Scattering of electrons involves a transition from a state with wavevector k to a state with wavevector k′ which is usually considered to be spin-independent. However, in gyrotropic media, for example, GaAs quantum wells (QWs) or heterojunctions, spin–orbit interaction adds an asymmetric spin-dependent term to the scattering probability. The asymmetric spin-dependent scattering matrix element is linear in wavevector k and the Pauli spin matrices σ (note, that in fact all terms odd in k, including k-cubic terms, may also contribute to spin-dependent asymmetric scattering). Microscopically, this term is caused by structural inversion asymmetry (SIA) and/or bulk inversion asymmetry. Although the asymmetry of electron scattering can cause spin currents to flow, it does not modify the energy spectrum.
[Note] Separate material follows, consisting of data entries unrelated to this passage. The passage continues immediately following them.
//! Consensus parameter definitions.

use crate::constants::COINBASE_MATURITY;
use crate::deployments::{Bip9Deployment, Deployment, Hash256, MAX_DEPLOYMENTS};
use crate::money::{Amount, COIN, COIN_SCALE};

#[derive(Clone, Copy, Debug, Eq, PartialEq)]
pub enum Network {
    Mainnet,
    Testnet,
    Regtest,
}

impl Network {
    pub fn as_str(self) -> &'static str {
        match self {
            Network::Mainnet => "main",
            Network::Testnet => "test",
            Network::Regtest => "regtest",
        }
    }

    pub fn parse(raw: &str) -> Option<Self> {
        match raw.trim().to_ascii_lowercase().as_str() {
            "main" | "mainnet" => Some(Network::Mainnet),
            "test" | "testnet" => Some(Network::Testnet),
            "regtest" => Some(Network::Regtest),
            _ => None,
        }
    }
}

/// Hashing algorithm selected by a post-fork block header.
#[derive(Clone, Copy, Debug, Eq, PartialEq, Hash)]
#[repr(u8)]
pub enum PowType {
    Sha256d = 0,
    MinotaurX = 1,
}

pub const NUM_POW_TYPES: usize = 2;

impl PowType {
    pub const ALL: [PowType; NUM_POW_TYPES] = [PowType::Sha256d, PowType::MinotaurX];

    /// Pow type encoded in bits 16..24 of the block version.
    pub fn from_version(version: i32) -> Option<Self> {
        match (version >> 16) & 0xff {
            0 => Some(PowType::Sha256d),
            1 => Some(PowType::MinotaurX),
            _ => None,
        }
    }

    pub fn name(self) -> &'static str {
        match self {
            PowType::Sha256d => "sha256d",
            PowType::MinotaurX => "minotaurx",
        }
    }

    pub const fn as_usize(self) -> usize {
        self as usize
    }
}

/// Parameters of the bee-driven Hive block production path.
#[derive(Clone, Debug)]
pub struct HiveParams {
    pub min_bee_cost: Amount,
    pub bee_cost_factor: Amount,
    /// P2PKH key hash of the unspendable bee creation address.
    pub bee_creation_key_hash: [u8; 20],
    /// P2PKH key hash of the community fund address.
    pub community_key_hash: [u8; 20],
    pub community_contrib_factor: Amount,
    pub bee_gestation_blocks: i32,
    pub bee_lifespan_blocks: i32,
    pub pow_limit_hive: Hash256,
    pub min_hive_check_block: i32,
    pub hive_target_adjust_aggression: i32,
    pub hive_block_spacing_target: i32,
    pub hive_block_spacing_target_typical: i32,
    pub hive_block_spacing_target_typical_1_1: i32,
    pub hive_nonce_marker: u32,
    pub max_consecutive_hive_blocks: i32,
    pub hive_difficulty_window: i32,
}

#[derive(Clone, Debug)]
pub struct ConsensusParams {
    pub network: Network,
    pub hash_genesis_block: Hash256,
    pub subsidy_halving_interval: i32,
    pub slow_start_blocks: i32,
    pub premine_amount: Amount,
    pub total_money_supply_height: i32,
    pub coinbase_maturity: i32,
    pub pow_limit: Hash256,
    pub pow_limit_sha: Hash256,
    pub pow_type_limits: [Hash256; NUM_POW_TYPES],
    pub pow_target_timespan: i64,
    pub pow_target_spacing: i64,
    pub pow_allow_min_difficulty_blocks: bool,
    pub pow_no_retargeting: bool,
    pub pow_fork_time: i64,
    pub last_scrypt_block: i32,
    pub lwma_averaging_window: i64,
    pub rule_change_activation_threshold: u32,
    pub miner_confirmation_window: u32,
    pub deployments: [Bip9Deployment; MAX_DEPLOYMENTS],
    pub hive: HiveParams,
}

impl ConsensusParams {
    pub fn difficulty_adjustment_interval(&self) -> i64 {
        self.pow_target_timespan / self.pow_target_spacing
    }

    pub fn deployment(&self, deployment: Deployment) -> &Bip9Deployment {
        &self.deployments[deployment.as_usize()]
    }

    pub fn deployment_mut(&mut self, deployment: Deployment) -> &mut Bip9Deployment {
        &mut self.deployments[deployment.as_usize()]
    }

    pub fn pow_type_limit(&self, pow_type: PowType) -> &Hash256 {
        &self.pow_type_limits[pow_type.as_usize()]
    }
}

#[derive(Debug)]
pub enum HexError {
    InvalidLength,
    InvalidHex,
}

impl std::fmt::Display for HexError {
    fn fmt(&self, f: &mut std::fmt::Formatter<'_>) -> std::fmt::Result {
        match self {
            HexError::InvalidLength => write!(f, "invalid hex length"),
            HexError::InvalidHex => write!(f, "invalid hex digit"),
        }
    }
}

impl std::error::Error for HexError {}

/// Parses a display-order (big-endian) hex string into an internal
/// little-endian hash, left-padding short input with zeros.
pub fn hash256_from_hex(input: &str) -> Result<Hash256, HexError> {
    let hex = input.trim();
    let hex = hex
        .strip_prefix("0x")
        .or_else(|| hex.strip_prefix("0X"))
        .unwrap_or(hex);
    if hex.is_empty() || hex.len() > 64 {
        return Err(HexError::InvalidLength);
    }

    let padded = format!("{hex:0>64}");
    let mut bytes = [0u8; 32];
    for (i, byte_out) in bytes.iter_mut().enumerate() {
        let start = i * 2;
        *byte_out =
            u8::from_str_radix(&padded[start..start + 2], 16).map_err(|_| HexError::InvalidHex)?;
    }
    bytes.reverse();
    Ok(bytes)
}

pub fn key_hash_from_hex(input: &str) -> Result<[u8; 20], HexError> {
    let hex = input.trim();
    if hex.len() != 40 {
        return Err(HexError::InvalidLength);
    }
    let mut bytes = [0u8; 20];
    for (i, byte_out) in bytes.iter_mut().enumerate() {
        let start = i * 2;
        *byte_out =
            u8::from_str_radix(&hex[start..start + 2], 16).map_err(|_| HexError::InvalidHex)?;
    }
    Ok(bytes)
}

pub fn consensus_params(network: Network) -> ConsensusParams {
    match network {
        Network::Mainnet => mainnet_consensus_params(),
        Network::Testnet => testnet_consensus_params(),
        Network::Regtest => regtest_consensus_params(),
    }
}

const ONE_YEAR: i64 = 31_536_000;

fn mainnet_consensus_params() -> ConsensusParams {
    ConsensusParams {
        network: Network::Mainnet,
        hash_genesis_block: hash256_from_hex(
            "12a765e31ffd4059bada1e25190f6e98c99d9714d334efa41a195a7e7e04bfe2",
        )
        .expect("mainnet genesis hash"),
        subsidy_halving_interval: 840_000,
        slow_start_blocks: 2_000,
        premine_amount: 550_000 * COIN * COIN_SCALE,
        total_money_supply_height: 6_215_968,
        coinbase_maturity: COINBASE_MATURITY,
        pow_limit: hash256_from_hex(
            "00000fffffffffffffffffffffffffffffffffffffffffffffffffffffffffff",
        )
        .expect("mainnet pow limit"),
        pow_limit_sha: hash256_from_hex(
            "00000000ffffffffffffffffffffffffffffffffffffffffffffffffffffffff",
        )
        .expect("mainnet sha pow limit"),
        pow_type_limits: [
            hash256_from_hex("00000000ffffffffffffffffffffffffffffffffffffffffffffffffffffffff")
                .expect("mainnet sha256d type limit"),
            hash256_from_hex("000fffffffffffffffffffffffffffffffffffffffffffffffffffffffffffff")
                .expect("mainnet minotaurx type limit"),
        ],
        pow_target_timespan: 302_400,
        pow_target_spacing: 150,
        pow_allow_min_difficulty_blocks: false,
        pow_no_retargeting: false,
        pow_fork_time: 1_518_982_404,
        last_scrypt_block: 1_371_111,
        lwma_averaging_window: 90,
        rule_change_activation_threshold: 6_048,
        miner_confirmation_window: 8_064,
        deployments: [
            Bip9Deployment::new(28, 1_199_145_601, 1_230_767_999),
            Bip9Deployment::new(0, 1_485_561_600, 1_517_356_801),
            Bip9Deployment::new(1, 1_485_561_600, 1_517_356_801),
            Bip9Deployment::new(7, 1_545_782_400, 1_577_318_400),
            Bip9Deployment::new(9, 1_568_937_600, 1_600_560_000),
            Bip9Deployment::new(7, 1_631_793_600, 1_631_793_600 + ONE_YEAR),
            Bip9Deployment::new(9, 2_000_000_000, 2_000_000_000 + ONE_YEAR),
        ],
        hive: HiveParams {
            min_bee_cost: 10_000,
            bee_cost_factor: 2_500,
            bee_creation_key_hash: key_hash_from_hex("64bef321f2d4e128f4f26016476eb425165d90ba")
                .expect("mainnet bee creation address"),
            community_key_hash: key_hash_from_hex("c9f2c053d8d9f5ab9f02deabcd58bfda774f4746")
                .expect("mainnet community address"),
            community_contrib_factor: 10,
            bee_gestation_blocks: 48 * 24,
            bee_lifespan_blocks: 48 * 24 * 14,
            pow_limit_hive: hash256_from_hex(
                "0fffffffffffffffffffffffffffffffffffffffffffffffffffffffffffffff",
            )
            .expect("mainnet hive limit"),
            min_hive_check_block: 1_537_566,
            hive_target_adjust_aggression: 30,
            hive_block_spacing_target: 2,
            hive_block_spacing_target_typical: 3,
            hive_block_spacing_target_typical_1_1: 2,
            hive_nonce_marker: 192,
            max_consecutive_hive_blocks: 2,
            hive_difficulty_window: 36,
        },
    }
}

fn testnet_consensus_params() -> ConsensusParams {
    let mut params = mainnet_consensus_params();
    params.network = Network::Testnet;
    params.hash_genesis_block =
        hash256_from_hex("4966625a4b2851d9fdee139e56211a0d88575f59ed816ff5e6a63deb4e3e29a0")
            .expect("testnet genesis hash");
    params.slow_start_blocks = 40;
    params.pow_allow_min_difficulty_blocks = true;
    params.pow_limit_sha =
        hash256_from_hex("000000ffffffffffffffffffffffffffffffffffffffffffffffffffffffffff")
            .expect("testnet sha pow limit");
    params.pow_type_limits[PowType::Sha256d.as_usize()] = params.pow_limit_sha;
    params.pow_fork_time = 1_707_828_195;
    params.last_scrypt_block = 10;
    params.rule_change_activation_threshold = 15;
    params.miner_confirmation_window = 20;
    params.deployments = [
        Bip9Deployment::new(28, 1_199_145_601, 1_230_767_999),
        Bip9Deployment::new(0, 1_707_828_286, 1_707_828_286 + ONE_YEAR),
        Bip9Deployment::new(1, 1_707_828_286, 1_707_828_286 + ONE_YEAR),
        Bip9Deployment::new(7, 1_707_828_286, 1_707_828_286 + ONE_YEAR),
        Bip9Deployment::new(9, 1_707_828_695, 1_707_828_695 + ONE_YEAR),
        Bip9Deployment::new(7, 1_707_829_366, 1_707_829_366 + ONE_YEAR),
        Bip9Deployment::new(9, 1_707_923_363, 1_707_923_363 + ONE_YEAR),
    ];
    params.hive.bee_creation_key_hash =
        key_hash_from_hex("573d62d0300f26c311a3ee592242def0e884e9f7")
            .expect("testnet bee creation address");
    params.hive.community_key_hash = key_hash_from_hex("3d8df0183b12b9537caff4c48a2ada83ea9a8d01")
        .expect("testnet community address");
    params.hive.bee_gestation_blocks = 40;
    params.hive.min_hive_check_block = 50;
    params
}

fn regtest_consensus_params() -> ConsensusParams {
    let mut params = testnet_consensus_params();
    params.network = Network::Regtest;
    params.hash_genesis_block =
        hash256_from_hex("530827f38f93b43ed12af0b3ad25a288dc02ed74d6d7857862df51fc56c416f9")
            .expect("regtest genesis hash");
    params.subsidy_halving_interval = 150;
    params.pow_limit =
        hash256_from_hex("7fffffffffffffffffffffffffffffffffffffffffffffffffffffffffffffff")
            .expect("regtest pow limit");
    params.pow_limit_sha = params.pow_limit;
    params.pow_type_limits = [params.pow_limit, params.pow_limit];
    params.pow_no_retargeting = true;
    params.pow_fork_time = 1_543_765_622;
    params.last_scrypt_block = 200;
    params.rule_change_activation_threshold = 108;
    params.miner_confirmation_window = 144;
    params.deployments = [
        Bip9Deployment::new(28, 0, Bip9Deployment::NO_TIMEOUT),
        Bip9Deployment::new(0, 0, Bip9Deployment::NO_TIMEOUT),
        Bip9Deployment::always_active(1),
        Bip9Deployment::never_active(7),
        Bip9Deployment::never_active(9),
        Bip9Deployment::never_active(7),
        Bip9Deployment::never_active(9),
    ];
    params.hive.bee_gestation_blocks = 10;
    params.hive.bee_lifespan_blocks = 100;
    params.hive.min_hive_check_block = 0;
    params
}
A process actuating spin separation is illustrated in Fig. 1a and involves Drude absorption of radiation. Drude absorption is caused by indirect intraband optical transitions and includes a momentum transfer from phonons or impurities to electrons to satisfy momentum conservation. Figure 1a shows the process of Drude absorption via virtual states for a spin-up subband (s=+1/2, left panel) and a spin-down subband (s=−1/2, right panel) of a QW containing a two-dimensional electron gas (2DEG). Vertical arrows indicate optical transitions from the initial state kx=0, whereas the horizontal arrows describe an elastic scattering event to a final state with either positive or negative electron wavevector kx. Although, for simplicity, we have only drawn transitions starting from kx=0, the argument holds for arbitrary kx. Owing to the spin dependence of scattering, transitions to positive and negative kx states occur with different probabilities. This is indicated by horizontal arrows of different thickness. As the asymmetric part of electron scattering is proportional to components of [σ×k′], probabilities for scattering to positive or negative kx are inverted for spin-down and spin-up subbands (note that we assumed kx=0, and the presence of SIA alone). Similarly, relaxation of excited carriers is also asymmetric as is shown in Fig. 1b. As the latter mechanism only causes a polarization-independent background signal in the experiments discussed below, the discussion will first focus on the mechanism shown in Fig. 1a.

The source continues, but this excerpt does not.